Ce qui est également vrai, c’est que même si nous essayons de faire des recherches systématiques sur un sujet, notre vision de celui-ci se transforme au fur et à mesure, d’une manière que nous ne pouvons pas anticiper. Le travail final est toujours très éloigné de la façon dont nous l’avions initialement conçu. Quant à savoir si les types de recherche que nous entreprenons permettent ou empêchent notre accès au « réel », il est difficile de généraliser. Nous avons beau essayer, en suivant la recommandation de Wittgenstein, nous ne pouvons pas arrêter de penser. La pensée, cohérente ou incohérente, fait partie intégrante de ce qui nous rend humains. J’ai tendance à supposer que je pense en images, mais en fin de compte il est impossible de séparer le discursif du figuratif. Chacun d’entre eux s’infiltre dans l’autre.
Lucien Castaing-Taylor : Je n’ai pas la moindre idée de ce qu’est le réel, si ce n’est tout. L’une des conséquences malheureuses d’une grande partie de la pensée post-structuraliste a été de supposer qu’une « construction culturelle », comme ils disent, est en quelque sorte irréelle, ou que le réel est lui-même « seulement » une construction. Il n’y a pas une grande distance entre les déclarations anthropologiques et géographiques sur les « modernités alternatives » et le bourbier politique actuel des « faits alternatifs ». Mais les constructions sont éminemment réelles. Tout ce qui est, est réel. Cela peut sembler futile, mais cela me semble crucial, et est souvent négligé dans les écrits sur la représentation, et la relation entre le documentaire et le monde. Il y a autant de qualités ou de facettes différentes de la réalité qu’il y a de genres de réalisme. Et bien plus encore. Rien n’est plus réel que la fantaisie ou l’illusion. Je ne pense pas qu’il s’agisse d’une question de « proximité » avec le réel – et, en tout état de cause, la bonne fiction semble souvent plus proche ou plus réelle que la plupart des soi-disant documentaires, que ce soit parce que la plupart des documentaires sont dépourvus d’expérience ou parce que l’on sent qu’ils nient l’intervention du réalisateur. Il est tout simplement impossible pour chacun d’entre nous de s’éloigner du réel. Nous avons zéro degré de séparation avec le réel.

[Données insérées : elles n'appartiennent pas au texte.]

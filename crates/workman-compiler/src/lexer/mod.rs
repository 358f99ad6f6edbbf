//! Lexer for Workman source.
//!
//! Produces span-based tokens without storing text; text is sliced from
//! the source only when needed. The token list is terminated by an
//! explicit [`TokenKind::Eof`] token.
//!
//! ## Error handling
//!
//! Lex errors are fatal for the module: parsing never starts on a token
//! stream with errors. Runs of unrecognized characters coalesce into a
//! single `Garbage` token with one `unexpected_character` diagnostic; an
//! unterminated string consumes to end of line and reports
//! `unterminated_string`.

use logos::Logos;
use workman_core::Span;

use crate::diagnostics::{DiagnosticKind, Diagnostics};

#[derive(Logos, Debug, Clone, Copy, PartialEq, Eq, Hash)]
pub enum TokenKind {
    #[token("let")]
    KwLet,
    #[token("rec")]
    KwRec,
    #[token("and")]
    KwAnd,
    #[token("type")]
    KwType,
    #[token("match")]
    KwMatch,
    #[token("import")]
    KwImport,
    #[token("export")]
    KwExport,
    #[token("from")]
    KwFrom,
    #[token("as")]
    KwAs,
    #[token("infix")]
    KwInfix,
    #[token("infixl")]
    KwInfixl,
    #[token("infixr")]
    KwInfixr,
    #[token("prefix")]
    KwPrefix,

    #[token("true")]
    #[token("false")]
    Bool,

    /// Lowercase (or underscore-led) identifier.
    #[regex("[a-z_][A-Za-z0-9_]*")]
    Ident,

    /// Uppercase constructor / type name.
    #[regex("[A-Z][A-Za-z0-9_]*")]
    Upper,

    #[regex("[0-9]+")]
    Number,

    #[regex(r#""(?:[^"\\\n]|\\.)*""#)]
    Str,

    #[regex(r"'(?:[^'\\\n]|\\.)'")]
    Char,

    #[token("(")]
    ParenOpen,
    #[token(")")]
    ParenClose,
    #[token("{")]
    BraceOpen,
    #[token("}")]
    BraceClose,
    #[token(",")]
    Comma,
    #[token(";")]
    Semicolon,
    #[token(":")]
    Colon,
    #[token(".")]
    Dot,
    #[token("_", priority = 3)]
    Underscore,
    #[token("=>")]
    FatArrow,
    #[token("=")]
    Eq,
    #[token("<")]
    Lt,
    #[token(">")]
    Gt,
    #[token("|")]
    Pipe,

    /// Maximal run of operator characters. Structural spellings (`=`,
    /// `=>`, `<`, `>`, `|`) lex as their dedicated tokens instead; the
    /// parser re-splits `>`-led runs when closing type arguments.
    #[regex(r"[+\-*/<>=!&|?^~%]+", priority = 1)]
    Operator,

    #[regex(r"//[^\n]*", priority = 10, allow_greedy = true)]
    LineComment,

    #[regex(r"/\*(?:[^*]|\*[^/])*\*/", priority = 10)]
    BlockComment,

    #[regex(r"[ \t\r\n]+")]
    Whitespace,

    /// Coalesced run of unrecognized characters.
    Garbage,

    /// End-of-input sentinel, always the last token.
    Eof,
}

impl TokenKind {
    pub fn is_trivia(self) -> bool {
        matches!(
            self,
            TokenKind::Whitespace | TokenKind::LineComment | TokenKind::BlockComment
        )
    }

    pub fn is_keyword(self) -> bool {
        matches!(
            self,
            TokenKind::KwLet
                | TokenKind::KwRec
                | TokenKind::KwAnd
                | TokenKind::KwType
                | TokenKind::KwMatch
                | TokenKind::KwImport
                | TokenKind::KwExport
                | TokenKind::KwFrom
                | TokenKind::KwAs
                | TokenKind::KwInfix
                | TokenKind::KwInfixl
                | TokenKind::KwInfixr
                | TokenKind::KwPrefix
        )
    }

    /// Human-readable description used in expected-token messages.
    pub fn describe(self) -> &'static str {
        match self {
            TokenKind::KwLet => "`let`",
            TokenKind::KwRec => "`rec`",
            TokenKind::KwAnd => "`and`",
            TokenKind::KwType => "`type`",
            TokenKind::KwMatch => "`match`",
            TokenKind::KwImport => "`import`",
            TokenKind::KwExport => "`export`",
            TokenKind::KwFrom => "`from`",
            TokenKind::KwAs => "`as`",
            TokenKind::KwInfix => "`infix`",
            TokenKind::KwInfixl => "`infixl`",
            TokenKind::KwInfixr => "`infixr`",
            TokenKind::KwPrefix => "`prefix`",
            TokenKind::Bool => "boolean literal",
            TokenKind::Ident => "identifier",
            TokenKind::Upper => "constructor name",
            TokenKind::Number => "number",
            TokenKind::Str => "string literal",
            TokenKind::Char => "character literal",
            TokenKind::ParenOpen => "`(`",
            TokenKind::ParenClose => "`)`",
            TokenKind::BraceOpen => "`{`",
            TokenKind::BraceClose => "`}`",
            TokenKind::Comma => "`,`",
            TokenKind::Semicolon => "`;`",
            TokenKind::Colon => "`:`",
            TokenKind::Dot => "`.`",
            TokenKind::Underscore => "`_`",
            TokenKind::FatArrow => "`=>`",
            TokenKind::Eq => "`=`",
            TokenKind::Lt => "`<`",
            TokenKind::Gt => "`>`",
            TokenKind::Pipe => "`|`",
            TokenKind::Operator => "operator",
            TokenKind::LineComment | TokenKind::BlockComment => "comment",
            TokenKind::Whitespace => "whitespace",
            TokenKind::Garbage => "unrecognized input",
            TokenKind::Eof => "end of file",
        }
    }
}

/// Zero-copy token: kind plus span; text retrieved via [`token_text`].
#[derive(Debug, Clone, Copy, PartialEq, Eq)]
pub struct Token {
    pub kind: TokenKind,
    pub span: Span,
}

impl Token {
    #[inline]
    pub fn new(kind: TokenKind, span: Span) -> Self {
        Self { kind, span }
    }
}

/// Retrieves the text slice for a token. O(1) slice into source.
#[inline]
pub fn token_text<'s>(source: &'s str, token: &Token) -> &'s str {
    &source[token.span.range()]
}

/// Tokenize, dropping trivia. This is what the parser consumes.
pub fn lex(source: &str) -> (Vec<Token>, Diagnostics) {
    let (tokens, diagnostics) = lex_with_trivia(source);
    let tokens = tokens.into_iter().filter(|t| !t.kind.is_trivia()).collect();
    (tokens, diagnostics)
}

/// Tokenize keeping whitespace and comments. Used by format-aware
/// callers that need to reproduce trivia.
pub fn lex_with_trivia(source: &str) -> (Vec<Token>, Diagnostics) {
    let mut tokens = Vec::new();
    let mut diagnostics = Diagnostics::new();
    // Restart offset: the lexer is re-created after skipping an
    // unterminated string, since logos cannot be resumed mid-error.
    let mut offset = 0usize;

    'restart: while offset <= source.len() {
        let mut lexer = TokenKind::lexer(&source[offset..]);
        let mut garbage_start: Option<usize> = None;

        while let Some(result) = lexer.next() {
            let span = lexer.span();
            let start = offset + span.start;
            let end = offset + span.end;

            match result {
                Ok(kind) => {
                    flush_garbage(source, &mut garbage_start, start, &mut tokens, &mut diagnostics);
                    tokens.push(Token::new(kind, Span::new(start as u32, end as u32)));
                }
                Err(()) => {
                    if source[start..].starts_with('"') {
                        flush_garbage(
                            source,
                            &mut garbage_start,
                            start,
                            &mut tokens,
                            &mut diagnostics,
                        );
                        let rest = &source[start..];
                        let line_len = rest.find('\n').unwrap_or(rest.len());
                        let str_span = Span::new(start as u32, (start + line_len) as u32);
                        tokens.push(Token::new(TokenKind::Garbage, str_span));
                        diagnostics
                            .error(
                                DiagnosticKind::UnterminatedString,
                                "unterminated string literal",
                                str_span,
                            )
                            .emit();
                        offset = start + line_len;
                        continue 'restart;
                    }
                    if garbage_start.is_none() {
                        garbage_start = Some(start);
                    }
                }
            }
        }

        flush_garbage(
            source,
            &mut garbage_start,
            source.len(),
            &mut tokens,
            &mut diagnostics,
        );
        break;
    }

    tokens.push(Token::new(TokenKind::Eof, Span::empty(source.len() as u32)));
    (tokens, diagnostics)
}

fn flush_garbage(
    source: &str,
    garbage_start: &mut Option<usize>,
    end: usize,
    tokens: &mut Vec<Token>,
    diagnostics: &mut Diagnostics,
) {
    if let Some(start) = garbage_start.take() {
        let span = Span::new(start as u32, end as u32);
        tokens.push(Token::new(TokenKind::Garbage, span));
        diagnostics
            .error(
                DiagnosticKind::UnexpectedCharacter,
                format!("unexpected character `{}`", &source[start..end]),
                span,
            )
            .emit();
    }
}

/// Reprint a token list by joining token texts with single spaces.
///
/// `lex(print_tokens(...))` reproduces the same (kind, text) sequence
/// for any trivia-free token list; used by the round-trip tests and the
/// formatter's token stage.
pub fn print_tokens(source: &str, tokens: &[Token]) -> String {
    tokens
        .iter()
        .filter(|t| t.kind != TokenKind::Eof)
        .map(|t| token_text(source, t))
        .collect::<Vec<_>>()
        .join(" ")
}

/// Decode the escapes of a string literal body (without quotes).
pub fn unescape_string(body: &str) -> String {
    let mut out = String::with_capacity(body.len());
    let mut chars = body.chars();
    while let Some(c) = chars.next() {
        if c != '\\' {
            out.push(c);
            continue;
        }
        match chars.next() {
            Some('n') => out.push('\n'),
            Some('r') => out.push('\r'),
            Some('t') => out.push('\t'),
            Some('\\') => out.push('\\'),
            Some('"') => out.push('"'),
            Some('\'') => out.push('\''),
            Some(other) => out.push(other),
            None => {}
        }
    }
    out
}

/// Decode a character literal body (without quotes).
pub fn unescape_char(body: &str) -> char {
    unescape_string(body).chars().next().unwrap_or('\0')
}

Que nous soyons en train d’improviser ou de planifier, de comploter et de préméditer – ou, comme tout le monde, quand nous faisons l’un puis l’autre, ou quand nous faisons l’un alors que nous pensons faire l’autre, ou quand nous faisons les deux en même temps – nous sommes au cœur du réel. L’artifice et la vraisemblance ne s’opposent pas l’un à l’autre, mais sont de proches cousins, qui partagent le même secret. Dans leur rapport au réel, nos films doivent énormément à l’artifice, non seulement le nôtre mais aussi celui de nos sujets, humains ou animaux. Quant au poids respectif de l’improvisation par rapport à la recherche ou à la préméditation dans nos œuvres, nous sommes mal placés pour en juger, mais il varie d’une œuvre à l’autre, et aussi d’un moment à l’autre dans une même œuvre. Je ne sais pas si vous vous souvenez de la brève scène de Léviathan où l’on voit en très gros plan un grand oiseau, un puffin, sur le pont de l’Athena, qui semble être blessé et tente désespérément de retourner à la mer. Essayer de comprendre dans quelle mesure cette image a été inspirée par notre engagement dans l’ « ethnographie multi-espèces » et le « tournant animalier » dans les sciences humaines, à partir d’un désir instinctif ou semi-réfléchi (y compris au montage) alors que l’oiseau cherche à s’envoler du bateau est presque impossible. Il en va de même pour la plupart des séquences de nos films. Je pense que c’est une fausse antinomie, si l’on apprend quelque chose de valable au sujet de la « recherche », c’est sûrement qu’elle s’infiltre dans l’inconscient, voire dans l’instinct lui-même.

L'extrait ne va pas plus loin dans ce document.